Wednesday, March 04, 2009

Fiery, fiery night

Here are two news stories I noticed which didn't get widely reported outside Greece. I wrote about them for Now Public but not many other English language news sources picked up on them.

Multi - million euro arson attack on Athens subway

Nine subway carriages worth 13.5 million euros went up in flames during the early hours of Tuesday morning following an arson attack on the Athens - Piraeus Electric Railways (ISAP). A group of approximately 15 - 20 people wearing party masks boarded the last train at 1 am and when it reached the final stop in the Athens suburb of Kifissias set fire carriages (click here to see video from Mega Channel).
According to unconfirmed police reports as soon as the train reached Kifissias, its last stop the attackers forced passengers to disembark and then doused the carriages with inflammable material and set fire to it. Afterwards molotov cocktails were thrown at other parked carriages nearby.

Although no group has claimed responsibility there is strong possibility that the incident is connected with the recent attack on a labour activist who was worked as a cleaner for ISAP. In December Konstandina Kouneva who was secretary for the All - Athens Union of Cleaners and Domestics Cleaning Employees was abducted and forced to drink acid resulting in massive internal injuries and the loss of one eye.

According to Kouneva the assault followed a series of telephone threats prompted by attempts by the union to expose alleged labour rights abuses by the OIKOMET employment agency.
The incident prompted several protest marches and attacks on targets connected with the OIKOMET, which employed Kouneva and has a contract with ISAP.


Two previously unknown groups calling themselves The Gangs of Conscience and Perama Extremists claimed responsibility saying, it was, in part, a protest against what happened to Konstandina Kouneva. In addition it also said that it intended futher attacks on the public transport system in its proclamation.

The second story is from the Greek port of Patra.

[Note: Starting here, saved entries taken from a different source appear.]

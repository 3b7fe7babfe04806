//! Template layout (`template.yaml`) types and parsing

use crate::config::Config;
use crate::error::TemplateError;
use serde::{Deserialize, Serialize};
use std::path::{Component, Path, PathBuf};

/// Logical name of the layout file itself
pub const LAYOUT_TEMPLATE: &str = "template.yaml";

/// Logical name of the flat requirements manifest
pub const REQUIREMENTS_TEMPLATE: &str = "requirements.txt";

/// Logical name of the structured manifest document
pub const MANIFEST_TOML_TEMPLATE: &str = "pyproject.toml";

/// Logical names every layout must list
pub const REQUIRED_TEMPLATES: &[&str] = &[
    "README.md",
    ".gitignore",
    REQUIREMENTS_TEMPLATE,
    MANIFEST_TOML_TEMPLATE,
    "src/__init__.py",
    "src/main.py",
    "tests/__init__.py",
    "tests/test_main.py",
];

/// Token replaced with the project name in paths and file content
pub const PROJECT_NAME_TOKEN: &str = "{{project_name}}";

/// Config switch a file depends on
#[derive(Debug, Clone, Copy, PartialEq, Eq, Serialize, Deserialize)]
#[serde(rename_all = "snake_case")]
pub enum Condition {
    /// Included when `create_setup_file` is on
    SetupFile,
    /// Included when `create_manifest_toml` is on
    ManifestToml,
}

impl Condition {
    pub fn is_enabled(&self, config: &Config) -> bool {
        match self {
            Condition::SetupFile => config.create_setup_file,
            Condition::ManifestToml => config.create_manifest_toml,
        }
    }
}

/// One file of the layout
#[derive(Debug, Clone, Serialize, Deserialize)]
pub struct LayoutFile {
    /// Logical template name, relative to the templates directory
    pub name: String,

    /// Destination inside the project (defaults to the logical name)
    #[serde(default)]
    pub dest: Option<String>,

    /// Only render this file when the condition holds
    #[serde(default)]
    pub when: Option<Condition>,
}

impl LayoutFile {
    /// Get the destination pattern (falls back to name if dest not specified)
    pub fn destination(&self) -> &str {
        self.dest.as_deref().unwrap_or(&self.name)
    }

    /// Destination relative to the project root for a given project name
    pub fn destination_for(&self, project_name: &str) -> PathBuf {
        expand_path(self.destination(), project_name)
    }

    pub fn is_enabled(&self, config: &Config) -> bool {
        self.when.map_or(true, |c| c.is_enabled(config))
    }
}

/// Project layout: directories to create and files to render
#[derive(Debug, Clone, Serialize, Deserialize)]
pub struct TemplateLayout {
    /// Display name of the layout
    pub name: String,

    /// Description of what the layout provides
    #[serde(default)]
    pub description: String,

    /// Logical name of the package entry point (receives import lines)
    pub entry_point: String,

    /// Directories created before any file is written
    #[serde(default)]
    pub directories: Vec<String>,

    /// Files rendered into the project
    pub files: Vec<LayoutFile>,
}

impl TemplateLayout {
    /// Parse and validate a layout document
    pub fn parse(content: &str) -> Result<Self, TemplateError> {
        let layout: TemplateLayout = serde_yaml::from_str(content)?;
        layout.validate()?;
        Ok(layout)
    }

    /// Check that every required name is listed and no path escapes the project
    pub fn validate(&self) -> Result<(), TemplateError> {
        let mut missing: Vec<String> = REQUIRED_TEMPLATES
            .iter()
            .filter(|name| self.find(name).is_none())
            .map(|name| name.to_string())
            .collect();
        if self.find(&self.entry_point).is_none() && !missing.contains(&self.entry_point) {
            missing.push(self.entry_point.clone());
        }
        if !missing.is_empty() {
            return Err(TemplateError::IncompleteLayout { missing });
        }

        let destinations = self
            .files
            .iter()
            .map(|f| f.destination())
            .chain(self.directories.iter().map(String::as_str));
        for dest in destinations {
            let raw = dest.replace(PROJECT_NAME_TOKEN, "project");
            if !is_inside_project(Path::new(&raw)) {
                return Err(TemplateError::UnsafeDestination(dest.to_string()));
            }
        }
        Ok(())
    }

    /// Find a file entry by logical name
    pub fn find(&self, name: &str) -> Option<&LayoutFile> {
        self.files.iter().find(|f| f.name == name)
    }

    /// Files enabled under the given config
    pub fn files_for(&self, config: &Config) -> Vec<&LayoutFile> {
        self.files.iter().filter(|f| f.is_enabled(config)).collect()
    }

    /// Whether a logical name is rendered under the given config
    pub fn is_enabled(&self, name: &str, config: &Config) -> bool {
        self.find(name).is_some_and(|f| f.is_enabled(config))
    }

    /// Directories relative to the project root
    pub fn directories_for(&self, project_name: &str) -> Vec<PathBuf> {
        self.directories
            .iter()
            .map(|d| expand_path(d, project_name))
            .collect()
    }

    /// Destination of a logical name relative to the project root
    pub fn destination_of(&self, name: &str, project_name: &str) -> Option<PathBuf> {
        self.find(name).map(|f| f.destination_for(project_name))
    }
}

/// Expand `{{project_name}}` in a `/`-separated path pattern
pub fn expand_path(pattern: &str, project_name: &str) -> PathBuf {
    pattern
        .replace(PROJECT_NAME_TOKEN, project_name)
        .split('/')
        .filter(|part| !part.is_empty())
        .collect()
}

fn is_inside_project(path: &Path) -> bool {
    path.components().next().is_some()
        && path.components().all(|c| matches!(c, Component::Normal(_)))
}

#[cfg(test)]
mod tests {
    use super::*;
    use crate::templates::BundledTemplates;

    fn bundled_layout() -> TemplateLayout {
        let content = BundledTemplates::python().get(LAYOUT_TEMPLATE).unwrap();
        TemplateLayout::parse(content).unwrap()
    }

    fn config(setup: bool, manifest: bool) -> Config {
        let mut config = Config::defaults(Path::new("/cfg"));
        config.create_setup_file = setup;
        config.create_manifest_toml = manifest;
        config
    }

    #[test]
    fn test_bundled_layout_parses() {
        let layout = bundled_layout();
        assert_eq!(layout.entry_point, "src/main.py");
        assert_eq!(
            layout.destination_of("src/main.py", "demo"),
            Some(PathBuf::from("src").join("demo").join("main.py"))
        );
        assert_eq!(
            layout.directories_for("demo"),
            vec![PathBuf::from("src").join("demo"), PathBuf::from("tests")]
        );
    }

    #[test]
    fn test_conditional_files() {
        let layout = bundled_layout();

        let names = |config: &Config| -> Vec<String> {
            layout
                .files_for(config)
                .into_iter()
                .map(|f| f.name.clone())
                .collect()
        };

        let toml_only = names(&config(false, true));
        assert!(!toml_only.iter().any(|n| n == "setup.py"));
        assert!(toml_only.iter().any(|n| n == "pyproject.toml"));
        assert!(toml_only.iter().any(|n| n == "README.md"));

        let setup_only = config(true, false);
        let files = names(&setup_only);
        assert!(files.iter().any(|n| n == "setup.py"));
        assert!(!files.iter().any(|n| n == "pyproject.toml"));
        assert!(!layout.is_enabled(MANIFEST_TOML_TEMPLATE, &setup_only));
    }

    #[test]
    fn test_incomplete_layout_rejected() {
        let content = r#"
name: tiny
entry_point: src/main.py
files:
  - name: README.md
  - name: src/main.py
"#;
        match TemplateLayout::parse(content) {
            Err(TemplateError::IncompleteLayout { missing }) => {
                assert!(missing.contains(&".gitignore".to_string()));
                assert!(!missing.contains(&"src/main.py".to_string()));
            }
            other => panic!("expected IncompleteLayout, got {other:?}"),
        }
    }

    #[test]
    fn test_escaping_destination_rejected() {
        let mut layout = bundled_layout();
        layout.files[0].dest = Some("../outside.md".to_string());
        assert!(matches!(
            layout.validate(),
            Err(TemplateError::UnsafeDestination(_))
        ));

        let mut layout = bundled_layout();
        layout.directories.push("/etc".to_string());
        assert!(matches!(
            layout.validate(),
            Err(TemplateError::UnsafeDestination(_))
        ));
    }
}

Afghan refugees riot in Greece

Hundreds of refugees from Afghanistan clashed with riot police for hours yesterday evening in the western Greek city of Patra. The disturbances were sparked off when an Afghan man was seriously injured while trying to board a truck entering the city's port. After the accident tens of fellow refugees attacked the vehicle throwing rocks and other objects.

Later the tensions escalated leading to protesters setting up barricades and closing streets near the port. In reply the police deployed riot units and used tear gas in an effort to disperse them.Running battles lasted into the early hours of Tuesday morning as police attempted to confine the protesters to a shanty town that serves as a home for over a 1000 refugees in the city.
Unconfirmed eyewitness accounts reported on Greek blogs and Indymedia Patra speak of the involvement of residents including members of far right groups in efforts to put down the demonstration. Eventually the police were able to push back the refugees to their encampment and disperse far right groups.

Patra, which is Greece's gateway to Italy has become a way station for immigrants seeking to reach the rest of Europe. However, the Greek state has been reluctant to give official asylum status to all but a handful of immigrants entering the country without proper documentation. Greece's daily newspaper Kathimerini has reported that out of 20,692 asylum applications submitted in 2007, Greek authorities approved eight.

As a result refugees are forced to attempt the crossing to Italy illegally, often in the backs of trucks bound for the Italian ports of Brindisi and Ancona.

The riots are the latest in a series of clashes between refugees and the authorities in Patra, including a series of accusations of police abuse of Afghan refugees. In September 2008 there were also riots as refugees clashed with police and Customs officers inside the port following the beating of three immigrants.